//! `xentry` - program entry point package used by test binaries

use std::sync::Arc;

use super::{repo_path, PackageSource};
use crate::denv::{setup_default_cpp_lib_project, Package};
use crate::error::GenResult;

/// Descriptor source for `xentry`
#[derive(Debug, Clone, Copy, Default)]
pub struct XEntry;

impl XEntry {
    pub fn new() -> Self {
        Self
    }
}

impl PackageSource for XEntry {
    fn name(&self) -> &str {
        "xentry"
    }

    fn get_package(&self) -> GenResult<Package> {
        let path = repo_path("xentry");
        let mut package = Package::new("xentry", path.as_str());
        package.add_main_lib(Arc::new(setup_default_cpp_lib_project("xentry", &path)));
        Ok(package)
    }
}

———

## [Task directions]
A single figure is required: the number of lines in the entries that hold the string "impl".

## [Answer to the problem]
2